WHAT THE EXERCISE ASKS:
Each entry is to be transcribed exactly, with nothing added or dropped.

[Source records]
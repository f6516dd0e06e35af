use crate::schedule::LiveSchedule;
use airwave_storage::ObjectMeta;
use chrono::{DateTime, Duration, NaiveDate, TimeZone, Utc};
use serde::{Deserialize, Serialize};
use std::collections::BTreeMap;
use std::fmt;
use tracing::{debug, warn};

/// 一小时的采集时间桶（UTC）
#[derive(Debug, Clone, PartialEq, Eq, Hash, PartialOrd, Ord, Serialize, Deserialize)]
pub struct TimeBucket {
    pub channel: String,
    pub year: i32,
    pub month: u32,
    pub day: u32,
    pub hour: u32,
}

impl TimeBucket {
    pub fn new(channel: impl Into<String>, year: i32, month: u32, day: u32, hour: u32) -> Option<Self> {
        NaiveDate::from_ymd_opt(year, month, day)?;
        if hour > 23 {
            return None;
        }
        Some(Self {
            channel: channel.into(),
            year,
            month,
            day,
            hour,
        })
    }

    pub fn containing(channel: impl Into<String>, at: DateTime<Utc>) -> Self {
        use chrono::{Datelike, Timelike};
        Self {
            channel: channel.into(),
            year: at.year(),
            month: at.month(),
            day: at.day(),
            hour: at.hour(),
        }
    }

    /// 解析热存储分片键 `channel/YYYY/MM/DD/HH_MM_SS_micro_<stem>.<ext>`
    pub fn from_segment_key(key: &str) -> Option<Self> {
        let mut parts = key.split('/');
        let channel = parts.next()?;
        let year = parts.next()?.parse().ok()?;
        let month = parts.next()?.parse().ok()?;
        let day = parts.next()?.parse().ok()?;
        let filename = parts.next()?;
        if parts.next().is_some() || channel.is_empty() {
            return None;
        }

        let hour_part = filename.split('_').next()?;
        if hour_part.len() != 2 || !filename.contains('_') {
            return None;
        }
        let hour = hour_part.parse().ok()?;

        Self::new(channel, year, month, day, hour)
    }

    /// 解析归档键 `channel/YYYY/MM/DD/HH.tar.gz`
    pub fn from_archive_key(key: &str) -> Option<Self> {
        let stem = key.strip_suffix(".tar.gz")?;
        let mut parts = stem.split('/');
        let channel = parts.next()?;
        let year = parts.next()?.parse().ok()?;
        let month = parts.next()?.parse().ok()?;
        let day = parts.next()?.parse().ok()?;
        let hour = parts.next()?.parse().ok()?;
        if parts.next().is_some() {
            return None;
        }
        Self::new(channel, year, month, day, hour)
    }

    /// 桶起始时间
    pub fn start(&self) -> DateTime<Utc> {
        Utc.with_ymd_and_hms(self.year, self.month, self.day, self.hour, 0, 0)
            .single()
            .unwrap_or(DateTime::<Utc>::MIN_UTC)
    }

    pub fn id(&self) -> String {
        format!(
            "{}|{:04}|{:02}|{:02}|{:02}",
            self.channel, self.year, self.month, self.day, self.hour
        )
    }

    pub fn day_prefix(&self) -> String {
        format!("{}/{:04}/{:02}/{:02}", self.channel, self.year, self.month, self.day)
    }

    pub fn archive_key(&self) -> String {
        format!("{}/{:02}.tar.gz", self.day_prefix(), self.hour)
    }
}

impl fmt::Display for TimeBucket {
    fn fmt(&self, f: &mut fmt::Formatter<'_>) -> fmt::Result {
        f.write_str(&self.id())
    }
}

/// 分类参数
#[derive(Debug, Clone, Copy)]
pub struct ClassifyPolicy {
    pub schedule: LiveSchedule,

    /// 桶起始时间早于 `now - min_age` 才可压缩
    pub min_age: Duration,

    /// 超过 TTL 的对象作为垃圾删除
    pub ttl: Duration,
}

/// 热存储对象分类结果
#[derive(Debug, Default)]
pub struct Classification {
    /// 可压缩的桶及其分片键（有序）
    pub eligible: BTreeMap<TimeBucket, Vec<String>>,

    /// 待删除的对象键
    pub garbage: Vec<String>,

    /// 无法解析的键数量
    pub unparsed: usize,
}

/// 对频道的热存储对象分类
///
/// - 本地小时不在直播时段内：垃圾
/// - 时段内且桶已超过 `min_age`：可压缩
/// - 时段内且超过 TTL：同时也是垃圾
pub fn classify(
    channel: &str,
    objects: &[ObjectMeta],
    policy: &ClassifyPolicy,
    now: DateTime<Utc>,
) -> Classification {
    let mut result = Classification::default();

    for object in objects {
        let bucket = match TimeBucket::from_segment_key(&object.key) {
            Some(bucket) if bucket.channel == channel => bucket,
            _ => {
                warn!(channel = %channel, key = %object.key, "Skipping unrecognized key");
                result.unparsed += 1;
                continue;
            }
        };

        if !policy.schedule.contains_utc_hour(bucket.hour) {
            result.garbage.push(object.key.clone());
            continue;
        }

        let age = now - bucket.start();
        if age > policy.min_age {
            result
                .eligible
                .entry(bucket)
                .or_default()
                .push(object.key.clone());
        }
        if age > policy.ttl {
            result.garbage.push(object.key.clone());
        }
    }

    for keys in result.eligible.values_mut() {
        keys.sort();
    }

    debug!(
        channel = %channel,
        eligible = result.eligible.len(),
        garbage = result.garbage.len(),
        "Hot tier classified"
    );
    result
}
use crate::AppConfig;
use anyhow::{anyhow, Context, Result};
use config::{Config, Environment, File, FileFormat};
use std::path::{Path, PathBuf};
use tracing::{debug, info};

pub const DEFAULT_CONFIG_FILE: &str = "airwave.toml";

/// 环境变量前缀，例如 `AIRWAVE__NOTIFY__TELEGRAM__BOT_TOKEN`
pub const ENV_PREFIX: &str = "AIRWAVE";

/// 配置加载器
///
/// 按顺序叠加：TOML 文件（可缺省）、`AIRWAVE__*` 环境变量。
pub struct ConfigLoader {
    path: PathBuf,
    env_prefix: String,
}

impl ConfigLoader {
    pub fn new<P: AsRef<Path>>(path: P) -> Self {
        Self {
            path: path.as_ref().to_path_buf(),
            env_prefix: ENV_PREFIX.to_string(),
        }
    }

    pub fn with_env_prefix(mut self, prefix: impl Into<String>) -> Self {
        self.env_prefix = prefix.into();
        self
    }

    pub fn path(&self) -> &Path {
        &self.path
    }

    /// 加载并校验配置
    pub fn load(&self) -> Result<AppConfig> {
        let mut builder = Config::builder();

        if self.path.exists() {
            builder = builder.add_source(File::new(
                self.path
                    .to_str()
                    .ok_or_else(|| anyhow!("Invalid config path"))?,
                FileFormat::Toml,
            ));
            info!(path = %self.path.display(), "Loading configuration");
        } else {
            info!(path = %self.path.display(), "Config file not found, using defaults");
        }

        let config = builder
            .add_source(
                Environment::with_prefix(&self.env_prefix)
                    .prefix_separator("__")
                    .separator("__"),
            )
            .build()
            .with_context(|| format!("Failed to read {}", self.path.display()))?;

        let app: AppConfig = config
            .try_deserialize()
            .with_context(|| format!("Invalid configuration in {}", self.path.display()))?;
        app.validate()?;

        debug!(channels = app.channels.len(), backends = app.storage.backends.len(), "Configuration loaded");
        Ok(app)
    }
}
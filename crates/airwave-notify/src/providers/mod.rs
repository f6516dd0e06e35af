mod email;
mod telegram;
mod webhook;

pub use email::{EmailConfig, EmailNotifier};
pub use telegram::{TelegramConfig, TelegramNotifier};
pub use webhook::{WebhookConfig, WebhookNotifier};
pub mod config;
pub mod init;

pub use config::{LogFormat, LogLevel, LoggingConfig};
pub use init::{build_filter, init_logging, LoggingError};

SOLUTION BELOW:
repository f6516dd0e06e35af
use crate::schedule::LiveSchedule;
use airwave_storage::ObjectMeta;
use chrono::{DateTime, Duration, NaiveDate, TimeZone, Utc};
use serde::{Deserialize, Serialize};
use std::collections::BTreeMap;
use std::fmt;
use tracing::{debug, warn};

/// 一小时的采集时间桶（UTC）
#[derive(Debug, Clone, PartialEq, Eq, Hash, PartialOrd, Ord, Serialize, Deserialize)]
pub struct TimeBucket {
    pub channel: String,
    pub year: i32,
    pub month: u32,
    pub day: u32,
    pub hour: u32,
}

impl TimeBucket {
    pub fn new(channel: impl Into<String>, year: i32, month: u32, day: u32, hour: u32) -> Option<Self> {
        NaiveDate::from_ymd_opt(year, month, day)?;
        if hour > 23 {
            return None;
        }
        Some(Self {
            channel: channel.into(),
            year,
            month,
            day,
            hour,
        })
    }

    pub fn containing(channel: impl Into<String>, at: DateTime<Utc>) -> Self {
        use chrono::{Datelike, Timelike};
        Self {
            channel: channel.into(),
            year: at.year(),
            month: at.month(),
            day: at.day(),
            hour: at.hour(),
        }
    }

    /// 解析热存储分片键 `channel/YYYY/MM/DD/HH_MM_SS_micro_<stem>.<ext>`
    pub fn from_segment_key(key: &str) -> Option<Self> {
        let mut parts = key.split('/');
        let channel = parts.next()?;
        let year = parts.next()?.parse().ok()?;
        let month = parts.next()?.parse().ok()?;
        let day = parts.next()?.parse().ok()?;
        let filename = parts.next()?;
        if parts.next().is_some() || channel.is_empty() {
            return None;
        }

        let hour_part = filename.split('_').next()?;
        if hour_part.len() != 2 || !filename.contains('_') {
            return None;
        }
        let hour = hour_part.parse().ok()?;

        Self::new(channel, year, month, day, hour)
    }

    /// 解析归档键 `channel/YYYY/MM/DD/HH.tar.gz`
    pub fn from_archive_key(key: &str) -> Option<Self> {
        let stem = key.strip_suffix(".tar.gz")?;
        let mut parts = stem.split('/');
        let channel = parts.next()?;
        let year = parts.next()?.parse().ok()?;
        let month = parts.next()?.parse().ok()?;
        let day = parts.next()?.parse().ok()?;
        let hour = parts.next()?.parse().ok()?;
        if parts.next().is_some() {
            return None;
        }
        Self::new(channel, year, month, day, hour)
    }

    /// 桶起始时间
    pub fn start(&self) -> DateTime<Utc> {
        Utc.with_ymd_and_hms(self.year, self.month, self.day, self.hour, 0, 0)
            .single()
            .unwrap_or(DateTime::<Utc>::MIN_UTC)
    }

    pub fn id(&self) -> String {
        format!(
            "{}|{:04}|{:02}|{:02}|{:02}",
            self.channel, self.year, self.month, self.day, self.hour
        )
    }

    pub fn day_prefix(&self) -> String {
        format!("{}/{:04}/{:02}/{:02}", self.channel, self.year, self.month, self.day)
    }

    pub fn archive_key(&self) -> String {
        format!("{}/{:02}.tar.gz", self.day_prefix(), self.hour)
    }
}

impl fmt::Display for TimeBucket {
    fn fmt(&self, f: &mut fmt::Formatter<'_>) -> fmt::Result {
        f.write_str(&self.id())
    }
}

/// 分类参数
#[derive(Debug, Clone, Copy)]
pub struct ClassifyPolicy {
    pub schedule: LiveSchedule,

    /// 桶起始时间早于 `now - min_age` 才可压缩
    pub min_age: Duration,

    /// 超过 TTL 的对象作为垃圾删除
    pub ttl: Duration,
}

/// 热存储对象分类结果
#[derive(Debug, Default)]
pub struct Classification {
    /// 可压缩的桶及其分片键（有序）
    pub eligible: BTreeMap<TimeBucket, Vec<String>>,

    /// 待删除的对象键
    pub garbage: Vec<String>,

    /// 无法解析的键数量
    pub unparsed: usize,
}

/// 对频道的热存储对象分类
///
/// - 本地小时不在直播时段内：垃圾
/// - 时段内且桶已超过 `min_age`：可压缩
/// - 时段内且超过 TTL：同时也是垃圾
pub fn classify(
    channel: &str,
    objects: &[ObjectMeta],
    policy: &ClassifyPolicy,
    now: DateTime<Utc>,
) -> Classification {
    let mut result = Classification::default();

    for object in objects {
        let bucket = match TimeBucket::from_segment_key(&object.key) {
            Some(bucket) if bucket.channel == channel => bucket,
            _ => {
                warn!(channel = %channel, key = %object.key, "Skipping unrecognized key");
                result.unparsed += 1;
                continue;
            }
        };

        if !policy.schedule.contains_utc_hour(bucket.hour) {
            result.garbage.push(object.key.clone());
            continue;
        }

        let age = now - bucket.start();
        if age > policy.min_age {
            result
                .eligible
                .entry(bucket)
                .or_default()
                .push(object.key.clone());
        }
        if age > policy.ttl {
            result.garbage.push(object.key.clone());
        }
    }

    for keys in result.eligible.values_mut() {
        keys.sort();
    }

    debug!(
        channel = %channel,
        eligible = result.eligible.len(),
        garbage = result.garbage.len(),
        "Hot tier classified"
    );
    result
}
use crate::AppConfig;
use anyhow::{anyhow, Context, Result};
use config::{Config, Environment, File, FileFormat};
use std::path::{Path, PathBuf};
use tracing::{debug, info};

pub const DEFAULT_CONFIG_FILE: &str = "airwave.toml";

/// 环境变量前缀，例如 `AIRWAVE__NOTIFY__TELEGRAM__BOT_TOKEN`
pub const ENV_PREFIX: &str = "AIRWAVE";

/// 配置加载器
///
/// 按顺序叠加：TOML 文件（可缺省）、`AIRWAVE__*` 环境变量。
pub struct ConfigLoader {
    path: PathBuf,
    env_prefix: String,
}

impl ConfigLoader {
    pub fn new<P: AsRef<Path>>(path: P) -> Self {
        Self {
            path: path.as_ref().to_path_buf(),
            env_prefix: ENV_PREFIX.to_string(),
        }
    }

    pub fn with_env_prefix(mut self, prefix: impl Into<String>) -> Self {
        self.env_prefix = prefix.into();
        self
    }

    pub fn path(&self) -> &Path {
        &self.path
    }

    /// 加载并校验配置
    pub fn load(&self) -> Result<AppConfig> {
        let mut builder = Config::builder();

        if self.path.exists() {
            builder = builder.add_source(File::new(
                self.path
                    .to_str()
                    .ok_or_else(|| anyhow!("Invalid config path"))?,
                FileFormat::Toml,
            ));
            info!(path = %self.path.display(), "Loading configuration");
        } else {
            info!(path = %self.path.display(), "Config file not found, using defaults");
        }

        let config = builder
            .add_source(
                Environment::with_prefix(&self.env_prefix)
                    .prefix_separator("__")
                    .separator("__"),
            )
            .build()
            .with_context(|| format!("Failed to read {}", self.path.display()))?;

        let app: AppConfig = config
            .try_deserialize()
            .with_context(|| format!("Invalid configuration in {}", self.path.display()))?;
        app.validate()?;

        debug!(channels = app.channels.len(), backends = app.storage.backends.len(), "Configuration loaded");
        Ok(app)
    }
}
filename crates/airwave-notify/src/providers/mod.rs
repository f6516dd0e06e35af
mod email;
mod telegram;
mod webhook;

pub use email::{EmailConfig, EmailNotifier};
pub use telegram::{TelegramConfig, TelegramNotifier};
pub use webhook::{WebhookConfig, WebhookNotifier};
pub mod config;
pub mod init;

pub use config::{LogFormat, LogLevel, LoggingConfig};
pub use init::{build_filter, init_logging, LoggingError};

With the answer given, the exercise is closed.